Many first-time homebuyers do not end up purchasing a “Forever Home”, in fact, they initially plan on only living in it for three to five years. It is important that if you are planning to own a home for a short period of time, to make a plan that favors you financially and make sure to not sell too fast because you might end up with little to no equity. 

The initial most important factor to consider is, if you want to avoid capital gains taxes on your property legitimately, you must live in your house at least two of the last five years. However, it is important that when considering to sell to meet with a real estate agent, who can help you understand the market and asses when the best time for selling is. When thinking of selling, you must keep up with the market trends, for example, you would not want to sell on a Buyer’s market because this would drive prices down. Consensus state that seven years is how long housing cycles last, and right now is the perfect time to sell, low-interest rates are driving a high demand and the inventory is very low. 

When thinking of selling it is important to consider your mortgage payments and interest rates. Payments throughout the first couple of years mostly cover interest rates, not the principal and you would want to make sure you have as much equity as possible. 

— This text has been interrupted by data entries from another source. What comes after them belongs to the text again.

//! DNS-over-HTTPS client (RFC 8484)
//!
//! Sends the wire-format query as the body of an HTTP POST and decodes the
//! wire-format body of the answer.
//!
//! ```text
//! POST /dns-query HTTP/2
//! Content-Type: application/dns-message
//! Accept: application/dns-message
//!
//! <raw DNS message bytes>
//! ```

use super::{
    build_http_client, mapping_failed, send_failed, timed_out, UpstreamClient,
    DNS_MESSAGE_CONTENT_TYPE,
};
use async_trait::async_trait;
use dohgate_domain::{DomainError, Message, UpstreamDescriptor};
use reqwest::header::{ACCEPT, CONTENT_TYPE};
use std::time::Duration;
use tracing::debug;

pub struct HttpsClient {
    client: reqwest::Client,
    timeout: Duration,
}

impl HttpsClient {
    pub fn new(timeout: Duration) -> Result<Self, DomainError> {
        Ok(Self {
            client: build_http_client(timeout)?,
            timeout,
        })
    }
}

#[async_trait]
impl UpstreamClient for HttpsClient {
    fn name(&self) -> &'static str {
        "HTTPS"
    }

    fn supports(&self, upstream: &UpstreamDescriptor) -> bool {
        upstream
            .scheme()
            .is_some_and(|scheme| scheme.to_ascii_lowercase().contains("https"))
    }

    async fn resolve(
        &self,
        upstream: &UpstreamDescriptor,
        request: &Message,
    ) -> Result<Message, DomainError> {
        let body = request.to_wire()?;
        debug!(upstream = %upstream, message_len = body.len(), "Sending DoH query");

        let response = tokio::time::timeout(
            self.timeout,
            self.client
                .post(upstream.address())
                .header(CONTENT_TYPE, DNS_MESSAGE_CONTENT_TYPE)
                .header(ACCEPT, DNS_MESSAGE_CONTENT_TYPE)
                .body(body)
                .send(),
        )
        .await
        .map_err(|_| timed_out(upstream))?
        .map_err(|e| {
            if e.is_timeout() {
                timed_out(upstream)
            } else {
                send_failed(upstream, e)
            }
        })?;

        let status = response.status();
        if !status.is_success() {
            return Err(send_failed(
                upstream,
                format!(
                    "HTTP {} {}",
                    status.as_u16(),
                    status.canonical_reason().unwrap_or("Unknown")
                ),
            ));
        }

        let bytes = tokio::time::timeout(self.timeout, response.bytes())
            .await
            .map_err(|_| timed_out(upstream))?
            .map_err(|e| send_failed(upstream, format!("failed to read body: {}", e)))?;

        debug!(upstream = %upstream, response_len = bytes.len(), "DoH response received");

        Message::from_wire(&bytes).map_err(|e| mapping_failed(upstream, e))
    }
}
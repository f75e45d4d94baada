use std::fmt;
use std::str::FromStr;

/// Resource record / query type. Codes without a mnemonic here are carried
/// as `Unknown` and keep their numeric value through every conversion.
#[derive(Debug, Clone, Copy, PartialEq, Eq, Hash)]
pub enum RecordType {
    A,
    NS,
    CNAME,
    SOA,
    PTR,
    HINFO,
    MX,
    TXT,
    AAAA,
    SRV,
    NAPTR,
    DNAME,
    OPT,
    DS,
    RRSIG,
    NSEC,
    DNSKEY,
    SVCB,
    HTTPS,
    ANY,
    CAA,
    Unknown(u16),
}

impl RecordType {
    pub fn as_str(&self) -> &'static str {
        match self {
            RecordType::A => "A",
            RecordType::NS => "NS",
            RecordType::CNAME => "CNAME",
            RecordType::SOA => "SOA",
            RecordType::PTR => "PTR",
            RecordType::HINFO => "HINFO",
            RecordType::MX => "MX",
            RecordType::TXT => "TXT",
            RecordType::AAAA => "AAAA",
            RecordType::SRV => "SRV",
            RecordType::NAPTR => "NAPTR",
            RecordType::DNAME => "DNAME",
            RecordType::OPT => "OPT",
            RecordType::DS => "DS",
            RecordType::RRSIG => "RRSIG",
            RecordType::NSEC => "NSEC",
            RecordType::DNSKEY => "DNSKEY",
            RecordType::SVCB => "SVCB",
            RecordType::HTTPS => "HTTPS",
            RecordType::ANY => "ANY",
            RecordType::CAA => "CAA",
            RecordType::Unknown(_) => "UNKNOWN",
        }
    }

    pub fn to_u16(&self) -> u16 {
        match self {
            RecordType::A => 1,
            RecordType::NS => 2,
            RecordType::CNAME => 5,
            RecordType::SOA => 6,
            RecordType::PTR => 12,
            RecordType::HINFO => 13,
            RecordType::MX => 15,
            RecordType::TXT => 16,
            RecordType::AAAA => 28,
            RecordType::SRV => 33,
            RecordType::NAPTR => 35,
            RecordType::DNAME => 39,
            RecordType::OPT => 41,
            RecordType::DS => 43,
            RecordType::RRSIG => 46,
            RecordType::NSEC => 47,
            RecordType::DNSKEY => 48,
            RecordType::SVCB => 64,
            RecordType::HTTPS => 65,
            RecordType::ANY => 255,
            RecordType::CAA => 257,
            RecordType::Unknown(code) => *code,
        }
    }

    pub fn from_u16(code: u16) -> Self {
        match code {
            1 => RecordType::A,
            2 => RecordType::NS,
            5 => RecordType::CNAME,
            6 => RecordType::SOA,
            12 => RecordType::PTR,
            13 => RecordType::HINFO,
            15 => RecordType::MX,
            16 => RecordType::TXT,
            28 => RecordType::AAAA,
            33 => RecordType::SRV,
            35 => RecordType::NAPTR,
            39 => RecordType::DNAME,
            41 => RecordType::OPT,
            43 => RecordType::DS,
            46 => RecordType::RRSIG,
            47 => RecordType::NSEC,
            48 => RecordType::DNSKEY,
            64 => RecordType::SVCB,
            65 => RecordType::HTTPS,
            255 => RecordType::ANY,
            257 => RecordType::CAA,
            other => RecordType::Unknown(other),
        }
    }

    /// Types whose rdata embeds domain names that RFC 1035 allows to compress.
    pub fn has_compressible_rdata(&self) -> bool {
        matches!(
            self,
            RecordType::NS | RecordType::CNAME | RecordType::SOA | RecordType::PTR | RecordType::MX
        )
    }
}

impl From<u16> for RecordType {
    fn from(code: u16) -> Self {
        Self::from_u16(code)
    }
}

impl From<RecordType> for u16 {
    fn from(record_type: RecordType) -> Self {
        record_type.to_u16()
    }
}

impl fmt::Display for RecordType {
    fn fmt(&self, f: &mut fmt::Formatter<'_>) -> fmt::Result {
        match self {
            RecordType::Unknown(code) => write!(f, "TYPE{}", code),
            known => f.write_str(known.as_str()),
        }
    }
}

impl FromStr for RecordType {
    type Err = String;

    fn from_str(s: &str) -> Result<Self, Self::Err> {
        let upper = s.trim().to_ascii_uppercase();
        if let Some(code) = upper.strip_prefix("TYPE") {
            return code
                .parse::<u16>()
                .map(RecordType::from_u16)
                .map_err(|_| format!("Invalid record type: {}", s));
        }
        let record_type = match upper.as_str() {
            "A" => RecordType::A,
            "NS" => RecordType::NS,
            "CNAME" => RecordType::CNAME,
            "SOA" => RecordType::SOA,
            "PTR" => RecordType::PTR,
            "HINFO" => RecordType::HINFO,
            "MX" => RecordType::MX,
            "TXT" => RecordType::TXT,
            "AAAA" => RecordType::AAAA,
            "SRV" => RecordType::SRV,
            "NAPTR" => RecordType::NAPTR,
            "DNAME" => RecordType::DNAME,
            "OPT" => RecordType::OPT,
            "DS" => RecordType::DS,
            "RRSIG" => RecordType::RRSIG,
            "NSEC" => RecordType::NSEC,
            "DNSKEY" => RecordType::DNSKEY,
            "SVCB" => RecordType::SVCB,
            "HTTPS" => RecordType::HTTPS,
            "ANY" => RecordType::ANY,
            "CAA" => RecordType::CAA,
            _ => return Err(format!("Invalid record type: {}", s)),
        };
        Ok(record_type)
    }
}
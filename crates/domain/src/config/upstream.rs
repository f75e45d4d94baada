use crate::errors::DomainError;
use crate::upstream::UpstreamPool;
use serde::{Deserialize, Serialize};
use std::time::Duration;

#[derive(Debug, Clone, Deserialize, Serialize)]
pub struct UpstreamConfig {
    /// Tried in this order.
    #[serde(default = "default_servers")]
    pub servers: Vec<String>,

    /// Seconds, per upstream attempt.
    #[serde(default = "default_query_timeout")]
    pub query_timeout: u64,

    /// Addresses served by the JSON-API transport instead of DoH.
    #[serde(default = "default_json_api_endpoints")]
    pub json_api_endpoints: Vec<String>,
}

impl UpstreamConfig {
    pub fn pool(&self) -> Result<UpstreamPool, DomainError> {
        UpstreamPool::from_addresses(&self.servers)
    }

    pub fn timeout(&self) -> Duration {
        Duration::from_secs(self.query_timeout)
    }
}

impl Default for UpstreamConfig {
    fn default() -> Self {
        Self {
            servers: default_servers(),
            query_timeout: default_query_timeout(),
            json_api_endpoints: default_json_api_endpoints(),
        }
    }
}

fn default_servers() -> Vec<String> {
    vec![
        "https://cloudflare-dns.com/dns-query".to_string(),
        "8.8.8.8:53".to_string(),
    ]
}

fn default_query_timeout() -> u64 {
    5
}

fn default_json_api_endpoints() -> Vec<String> {
    vec![
        "https://dns.google.com/resolve".to_string(),
        "https://dns.google/resolve".to_string(),
    ]
}
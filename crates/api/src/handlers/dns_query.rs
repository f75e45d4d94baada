use crate::{
    doh::{http_to_message, message_to_http_response, DohResponse},
    errors::ApiError,
    state::AppState,
};
use axum::{
    body::Bytes,
    extract::{Query, State},
    http::{HeaderMap, Method},
};
use std::collections::HashMap;
use tracing::{debug, instrument};

#[instrument(skip_all, name = "api_dns_query", fields(method = %method))]
pub async fn dns_query(
    State(state): State<AppState>,
    method: Method,
    Query(params): Query<HashMap<String, String>>,
    headers: HeaderMap,
    body: Bytes,
) -> Result<DohResponse, ApiError> {
    let request = http_to_message(&method, &params, &headers, &body)?;

    if let Some(question) = request.first_question() {
        debug!(
            id = request.header.id,
            qname = %question.qname,
            qtype = %question.record_type(),
            "DoH query received"
        );
    }

    let response = state.handle_query.execute(&request).await?;
    Ok(message_to_http_response(&response)?)
}
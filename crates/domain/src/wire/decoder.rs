use super::{HEADER_LEN, MAX_POINTER_HOPS};
use crate::dns_message::{
    Header, Message, Name, Question, RData, RecordType, ResourceRecord, Soa, MAX_NAME_WIRE_LEN,
};
use crate::errors::DomainError;
use std::net::{Ipv4Addr, Ipv6Addr};

pub fn decode(bytes: &[u8]) -> Result<Message, DomainError> {
    if bytes.len() < HEADER_LEN {
        return Err(DomainError::malformed(format!(
            "message is {} bytes long, shorter than the {} byte header",
            bytes.len(),
            HEADER_LEN
        )));
    }

    let mut decoder = Decoder { buf: bytes, pos: 0 };
    let id = decoder.read_u16("header")?;
    let flags = decoder.read_u16("header")?;
    let qdcount = decoder.read_u16("header")?;
    let ancount = decoder.read_u16("header")?;
    let nscount = decoder.read_u16("header")?;
    let arcount = decoder.read_u16("header")?;

    let mut questions = Vec::new();
    for _ in 0..qdcount {
        questions.push(decoder.read_question()?);
    }
    let answers = decoder.read_records(ancount)?;
    let authorities = decoder.read_records(nscount)?;
    let additionals = decoder.read_records(arcount)?;

    if decoder.pos != bytes.len() {
        return Err(DomainError::malformed(format!(
            "{} trailing bytes after the last record",
            bytes.len() - decoder.pos
        )));
    }

    Ok(Message {
        header: Header::from_flags(id, flags),
        questions,
        answers,
        authorities,
        additionals,
    })
}

struct Decoder<'a> {
    buf: &'a [u8],
    pos: usize,
}

impl<'a> Decoder<'a> {
    fn remaining(&self) -> usize {
        self.buf.len() - self.pos
    }

    fn read_bytes(&mut self, len: usize, what: &str) -> Result<&'a [u8], DomainError> {
        if len > self.remaining() {
            return Err(DomainError::malformed(format!(
                "unexpected end of message while reading {}",
                what
            )));
        }
        let slice = &self.buf[self.pos..self.pos + len];
        self.pos += len;
        Ok(slice)
    }

    fn read_u8(&mut self, what: &str) -> Result<u8, DomainError> {
        Ok(self.read_bytes(1, what)?[0])
    }

    fn read_u16(&mut self, what: &str) -> Result<u16, DomainError> {
        let bytes = self.read_bytes(2, what)?;
        Ok(u16::from_be_bytes([bytes[0], bytes[1]]))
    }

    fn read_u32(&mut self, what: &str) -> Result<u32, DomainError> {
        let bytes = self.read_bytes(4, what)?;
        Ok(u32::from_be_bytes([bytes[0], bytes[1], bytes[2], bytes[3]]))
    }

    fn read_question(&mut self) -> Result<Question, DomainError> {
        let qname = self.read_name()?;
        let qtype = self.read_u16("question type")?;
        let qclass = self.read_u16("question class")?;
        Ok(Question::new(qname, qtype, qclass))
    }

    fn read_records(&mut self, count: u16) -> Result<Vec<ResourceRecord>, DomainError> {
        let mut records = Vec::new();
        for _ in 0..count {
            records.push(self.read_record()?);
        }
        Ok(records)
    }

    fn read_record(&mut self) -> Result<ResourceRecord, DomainError> {
        let name = self.read_name()?;
        let rtype = self.read_u16("record type")?;
        let class = self.read_u16("record class")?;
        let ttl = self.read_u32("record TTL")? as i32;
        let rdlength = usize::from(self.read_u16("record data length")?);
        if rdlength > self.remaining() {
            return Err(DomainError::malformed(format!(
                "record data length {} exceeds the {} remaining bytes",
                rdlength,
                self.remaining()
            )));
        }
        let rdata = self.read_rdata(rtype, rdlength)?;
        Ok(ResourceRecord {
            name,
            rtype,
            class,
            ttl,
            rdata,
        })
    }

    fn read_rdata(&mut self, rtype: u16, rdlength: usize) -> Result<RData, DomainError> {
        let record_type = RecordType::from_u16(rtype);
        let end = self.pos + rdlength;

        let rdata = match record_type {
            RecordType::A => {
                expect_length(record_type, rdlength, 4)?;
                let b = self.read_bytes(4, "A record")?;
                RData::A(Ipv4Addr::new(b[0], b[1], b[2], b[3]))
            }
            RecordType::AAAA => {
                expect_length(record_type, rdlength, 16)?;
                let mut octets = [0u8; 16];
                octets.copy_from_slice(self.read_bytes(16, "AAAA record")?);
                RData::Aaaa(Ipv6Addr::from(octets))
            }
            RecordType::CNAME => RData::Cname(self.read_name()?),
            RecordType::NS => RData::Ns(self.read_name()?),
            RecordType::PTR => RData::Ptr(self.read_name()?),
            RecordType::MX => RData::Mx {
                preference: self.read_u16("MX preference")?,
                exchange: self.read_name()?,
            },
            RecordType::TXT => {
                let mut strings = Vec::new();
                while self.pos < end {
                    let len = usize::from(self.read_u8("TXT string length")?);
                    strings.push(self.read_bytes(len, "TXT string")?.to_vec());
                }
                RData::Txt(strings)
            }
            RecordType::SOA => RData::Soa(Soa {
                mname: self.read_name()?,
                rname: self.read_name()?,
                serial: self.read_u32("SOA serial")?,
                refresh: self.read_u32("SOA refresh")?,
                retry: self.read_u32("SOA retry")?,
                expire: self.read_u32("SOA expire")?,
                minimum: self.read_u32("SOA minimum")?,
            }),
            _ => RData::Unknown(self.read_bytes(rdlength, "record data")?.to_vec()),
        };

        if self.pos != end {
            return Err(DomainError::malformed(format!(
                "{} record data does not match its declared length {}",
                record_type, rdlength
            )));
        }
        Ok(rdata)
    }

    /// Reads a possibly compressed name starting at the cursor.
    ///
    /// Every pointer must land strictly before the previous jump target (or
    /// before the name itself for the first jump), which rules out loops.
    fn read_name(&mut self) -> Result<Name, DomainError> {
        let mut labels: Vec<Vec<u8>> = Vec::new();
        let mut wire_len = 1usize;
        let mut cursor = self.pos;
        let mut resume_at = None;
        let mut last_target = self.pos;
        let mut hops = 0usize;

        loop {
            let len_byte = *self.buf.get(cursor).ok_or_else(|| {
                DomainError::malformed("domain name runs past the end of the message")
            })?;

            match len_byte & 0xC0 {
                0x00 => {
                    let len = usize::from(len_byte);
                    if len == 0 {
                        cursor += 1;
                        break;
                    }
                    wire_len += len + 1;
                    if wire_len > MAX_NAME_WIRE_LEN {
                        return Err(DomainError::malformed(format!(
                            "domain name exceeds {} octets",
                            MAX_NAME_WIRE_LEN
                        )));
                    }
                    let label = self.buf.get(cursor + 1..cursor + 1 + len).ok_or_else(|| {
                        DomainError::malformed("domain name label runs past the end of the message")
                    })?;
                    labels.push(label.to_vec());
                    cursor += 1 + len;
                }
                0xC0 => {
                    let low = *self.buf.get(cursor + 1).ok_or_else(|| {
                        DomainError::malformed("truncated compression pointer")
                    })?;
                    let target = (usize::from(len_byte & 0x3F) << 8) | usize::from(low);

                    hops += 1;
                    if hops > MAX_POINTER_HOPS {
                        return Err(DomainError::malformed(format!(
                            "more than {} compression pointers in one name",
                            MAX_POINTER_HOPS
                        )));
                    }
                    if target < HEADER_LEN {
                        return Err(DomainError::malformed(format!(
                            "compression pointer to offset {} lands inside the header",
                            target
                        )));
                    }
                    if target >= last_target {
                        return Err(DomainError::malformed(format!(
                            "compression pointer to offset {} does not point backwards",
                            target
                        )));
                    }

                    if resume_at.is_none() {
                        resume_at = Some(cursor + 2);
                    }
                    last_target = target;
                    cursor = target;
                }
                _ => {
                    return Err(DomainError::malformed(format!(
                        "unsupported label type 0x{:02x}",
                        len_byte & 0xC0
                    )))
                }
            }
        }

        self.pos = resume_at.unwrap_or(cursor);
        Name::from_labels(labels).map_err(|e| DomainError::malformed(e.to_string()))
    }
}

fn expect_length(record_type: RecordType, actual: usize, expected: usize) -> Result<(), DomainError> {
    if actual != expected {
        return Err(DomainError::malformed(format!(
            "{} record data must be {} octets, got {}",
            record_type, expected, actual
        )));
    }
    Ok(())
}
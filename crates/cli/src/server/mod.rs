pub mod dns;
pub mod web;

pub use dns::start_dns_server;
pub use web::start_web_server;
use dohgate_domain::config::LogFormat;
use dohgate_domain::Config;
use tracing_subscriber::{fmt, layer::SubscriberExt, util::SubscriberInitExt, EnvFilter};

/// `RUST_LOG` wins over the configured level when set.
pub fn init_logging(config: &Config) -> anyhow::Result<()> {
    let filter = EnvFilter::try_from_default_env()
        .or_else(|_| EnvFilter::try_new(&config.logging.level))?;

    let registry = tracing_subscriber::registry().with(filter);
    match config.logging.format {
        LogFormat::Json => registry.with(fmt::layer().json()).try_init()?,
        LogFormat::Text => registry.with(fmt::layer().with_target(false)).try_init()?,
    }

    Ok(())
}
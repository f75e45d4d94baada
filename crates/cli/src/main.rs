use clap::Parser;
use dohgate_api::AppState;
use dohgate_domain::CliOverrides;
use dohgate_infrastructure::dns::DnsServerHandler;
use std::net::SocketAddr;
use tracing::{error, info};

mod bootstrap;
mod di;
mod server;

#[derive(Parser, Debug)]
#[command(name = "dohgate")]
#[command(version)]
#[command(about = "dohgate - DNS-over-HTTPS gateway with ordered upstream failover")]
struct Cli {
    /// Configuration file path
    #[arg(short = 'c', long, value_name = "FILE")]
    config: Option<String>,

    /// Bind address
    #[arg(short = 'b', long)]
    bind: Option<String>,

    /// Web (DoH) server port
    #[arg(short = 'w', long)]
    web_port: Option<u16>,

    /// Classic DNS (UDP) listener port
    #[arg(short = 'd', long)]
    dns_port: Option<u16>,

    /// Upstream server, repeatable; replaces the configured list
    #[arg(short = 'u', long = "upstream", value_name = "UPSTREAM")]
    upstreams: Vec<String>,

    /// Log level (trace, debug, info, warn, error)
    #[arg(long)]
    log_level: Option<String>,
}

impl Cli {
    fn overrides(&self) -> CliOverrides {
        CliOverrides {
            bind_address: self.bind.clone(),
            web_port: self.web_port,
            dns_port: self.dns_port,
            upstreams: self.upstreams.clone(),
            log_level: self.log_level.clone(),
        }
    }
}

#[tokio::main]
async fn main() -> anyhow::Result<()> {
    let cli = Cli::parse();

    let config = bootstrap::load_config(cli.config.as_deref(), cli.overrides())?;

    bootstrap::init_logging(&config)?;

    info!("Starting dohgate v{}", env!("CARGO_PKG_VERSION"));

    let services = di::DnsServices::new(&config)?;
    info!(
        upstreams = services.resolver.pool().len(),
        "Upstream pool ready"
    );

    let dns_task = match config.server.dns_port {
        Some(port) => {
            let dns_addr = bootstrap::socket_addr(&config.server.bind_address, port)?;
            let handler = DnsServerHandler::new(services.use_case.clone());
            Some(tokio::spawn(async move {
                if let Err(e) = server::start_dns_server(dns_addr, handler).await {
                    error!(error = %e, "DNS server error");
                }
            }))
        }
        None => None,
    };

    let web_addr: SocketAddr =
        bootstrap::socket_addr(&config.server.bind_address, config.server.web_port)?;
    let app_state = AppState::new(services.use_case.clone());

    server::start_web_server(web_addr, app_state, &config.server.doh_path).await?;

    if let Some(task) = dns_task {
        task.abort();
    }

    info!("Server shutdown complete");
    Ok(())
}
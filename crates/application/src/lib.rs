//! dohgate application layer: ports implemented by the infrastructure crate and
//! the query handling use case shared by the DoH and classic DNS front ends.
pub mod ports;
pub mod use_cases;
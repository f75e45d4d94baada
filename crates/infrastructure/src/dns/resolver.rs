use crate::dns::transport::UpstreamClient;
use async_trait::async_trait;
use dohgate_application::ports::DnsResolver;
use dohgate_domain::{DomainError, Message, UpstreamDescriptor, UpstreamPool};
use std::sync::Arc;
use tracing::{debug, warn};

/// Ordered failover over a fixed pool of upstreams.
///
/// For each upstream in pool order the first client whose `supports` accepts
/// it is used; upstreams no client supports are skipped. The first success
/// wins. Validation errors end the resolution immediately, every other error
/// moves on to the next upstream.
pub struct PoolResolver {
    pool: UpstreamPool,
    clients: Arc<[Arc<dyn UpstreamClient>]>,
}

impl PoolResolver {
    pub fn new(pool: UpstreamPool, clients: Vec<Arc<dyn UpstreamClient>>) -> Self {
        Self {
            pool,
            clients: clients.into(),
        }
    }

    pub fn pool(&self) -> &UpstreamPool {
        &self.pool
    }

    fn client_for(&self, upstream: &UpstreamDescriptor) -> Option<&Arc<dyn UpstreamClient>> {
        self.clients.iter().find(|client| client.supports(upstream))
    }
}

#[async_trait]
impl DnsResolver for PoolResolver {
    async fn resolve(&self, request: &Message) -> Result<Message, DomainError> {
        if self.pool.is_empty() {
            return Err(DomainError::ConfigError(
                "No upstream servers configured".to_string(),
            ));
        }

        let mut attempts = 0usize;
        let mut last_error: Option<DomainError> = None;

        for (index, upstream) in self.pool.iter().enumerate() {
            let Some(client) = self.client_for(upstream) else {
                debug!(upstream = %upstream, position = index, "No transport supports upstream, skipping");
                continue;
            };

            attempts += 1;
            match client.resolve(upstream, request).await {
                Ok(response) => {
                    debug!(
                        upstream = %upstream,
                        transport = client.name(),
                        position = index,
                        rcode = response.header.rcode,
                        "Upstream responded"
                    );
                    return Ok(response);
                }
                Err(e @ DomainError::Validation(_)) => return Err(e),
                Err(e) => {
                    warn!(upstream = %upstream, transport = client.name(), error = %e, position = index, "Failing over");
                    last_error = Some(e);
                }
            }
        }

        match last_error {
            Some(last) => Err(DomainError::PoolExhausted {
                attempts,
                last: Box::new(last),
            }),
            None => Err(DomainError::NoEligibleTransport {
                upstreams: self.pool.len(),
            }),
        }
    }
}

Also, evaluate and discuss selling costs with your real estate agent. When thinking of selling your property to buy a new one, you will incur these costs in both transactions. Most of the time these account for 2% to 5% of the purchase price, therefore if you live in your home for a short period of time and the market is not driving prices up, you would have lost equity and incurred unanticipated costs.

We can conclude that is best to live in your home for at least two years before even thinking of selling. Once you start considering it, it is best to discuss the potential of the home and performance of the market with an experienced real estate agent. Always keeping an eye on the market, and when thinking of numbers, you want to add up the money you have paid in your mortgage towards the principal, and the prices involved in closing costs and down payment. You do not want to break even or end up right back at the beginning when purchasing a new home.